La contrapposizione tra la virtù degli uomini e i beffardi disegni della sorte è un tema ricorrente nella cultura umanistica. Era ereditata dalla cultura romana, nella quale Fortuna era una divinità incostante, pronta a portare gli uomini in un attimo dal successo alla miseria e viceversa. Per gli antichi romani, però, Fortuna poteva essere domata dall’uomo virtoso, una tesi che gran parte degli umanisti fece propria. Il termine “fortuna”, dunque, non aveva il significato positivo che ha oggi, ma indicava gli eventi imprevisti che potevano opporsi ai progetti umani. La lotta contro la sorte era ritenuta una caratteristica dei grandi uomini. Solo grazie alla virtù l’uomo può avere la meglio sulla Fortuna e sperare di raggiungere l’eccellenza.

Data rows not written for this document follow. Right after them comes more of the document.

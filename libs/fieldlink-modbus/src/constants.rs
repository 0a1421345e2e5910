//! Modbus protocol constants based on official specification
//!
//! Only the subset needed for FC03/FC06 over TCP is kept here.

// ============================================================================
// Frame Size Constants
// ============================================================================

/// Modbus MBAP header length for TCP, excluding the unit identifier
/// Format: Transaction ID(2) + Protocol ID(2) + Length(2) = 6 bytes
/// The unit identifier is counted by the Length field.
pub const MBAP_HEADER_LEN: usize = 6;

/// Maximum PDU (Protocol Data Unit) size per Modbus specification
/// RS485 ADU (256 bytes) - Slave Address (1 byte) - CRC (2 bytes) = 253 bytes
pub const MAX_PDU_SIZE: usize = 253;

/// Maximum MBAP length field value (Unit ID + PDU)
/// = 1 (Unit ID) + 253 (Max PDU) = 254 bytes
pub const MAX_MBAP_LENGTH: usize = 1 + MAX_PDU_SIZE;

// ============================================================================
// Register Operation Limits
// ============================================================================

/// Maximum number of registers for FC03 (Read Holding Registers)
///
/// Response PDU: Function Code (1) + Byte Count (1) + N × 2 ≤ 253
/// → N ≤ 125
pub const MAX_READ_REGISTERS: u16 = 125;

// ============================================================================
// Function Codes
// ============================================================================

/// FC03 - Read Holding Registers
pub const FC_READ_HOLDING_REGISTERS: u8 = 0x03;

/// FC06 - Write Single Register
pub const FC_WRITE_SINGLE_REGISTER: u8 = 0x06;

/// High bit set on the function code of an exception response
pub const EXCEPTION_FLAG: u8 = 0x80;

// ============================================================================
// Exception Codes
// ============================================================================

pub const EXCEPTION_ILLEGAL_FUNCTION: u8 = 0x01;
pub const EXCEPTION_ILLEGAL_DATA_ADDRESS: u8 = 0x02;
pub const EXCEPTION_ILLEGAL_DATA_VALUE: u8 = 0x03;
pub const EXCEPTION_SERVER_DEVICE_FAILURE: u8 = 0x04;

/// Unit identifier meaning "not significant" on Modbus TCP
pub const UNIT_ID_NOT_USED: u8 = 0xFF;

/// Human-readable exception code description
pub fn exception_description(code: u8) -> &'static str {
    match code {
        0x01 => "Illegal Function",
        0x02 => "Illegal Data Address",
        0x03 => "Illegal Data Value",
        0x04 => "Server Device Failure",
        0x05 => "Acknowledge",
        0x06 => "Server Device Busy",
        0x08 => "Memory Parity Error",
        0x0A => "Gateway Path Unavailable",
        0x0B => "Gateway Target Device Failed to Respond",
        _ => "Unknown Exception",
    }
}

La ruota della fortuna in De casibus virorum illustrium di Giovanni Boccaccio

La ruota della fortuna in De casibus virorum illustrium di Giovanni Boccaccio

Per Leon Battista Alberti la virtù trionfa sulla sorte avversa e fa approdare alla gloria. Gli uomini sono pienamente responsabili dei loro beni e dei loro mali. “Tiene giogo (cioè rende servi) la fortuna solo a chi se gli sottomette”, scrive Alberti: è la mancanza di virtù a rendere forte il fato e mandare in rovina gli uomini. Per compensare la loro fragilità, gli uomini devono sviluppare le migliori tendenze della loro natura, facendo leva sulla forza d’animo. La virtù, secondo Alberti, consiste nell’azione morale e politica nella città e nelle relazioni umane. A essa si accompagna la ragione, che distingue gli uomini dagli animali. La virtù crea un mondo costituito da volontà giuste e opere oneste. La dimensione dell’uomo è l’impegno, perché l’uomo non è nato per “marcire giacendo”. È in questo modo, e non nell’isolamento, che l’uomo obbedisce veramente alla volontà di Dio e raggiunge la felicità. È evidente a questo punto che la virtù a cui pensano gli umanisti non è una virtù ascetica. Ad esempio, nei Libri della famiglia (1443) di Alberti la riflessione etica si intreccia con l’aspetto economico. Alberti esalta l’importanza della cura della “masserizia”, cioè della proprietà terriera e della casa padronale, come un ambito in cui si sviluppa la virtù della moderazione. Nello spiegare come vadano gestite le ricchezze della casa, ripropone il tema stoico della “indifferenza” dei beni materiali: non conta il possesso, ma l’uso che se ne fa. Perciò sia l’avarizia sia lo sperpero vanno condannati. La ricerca del profitto è invece lodata, purché sia condotta con prudenza e onestà. Virtù e razionalità devono essere componenti dell’agire umano in ogni ambito, anche in quello economico.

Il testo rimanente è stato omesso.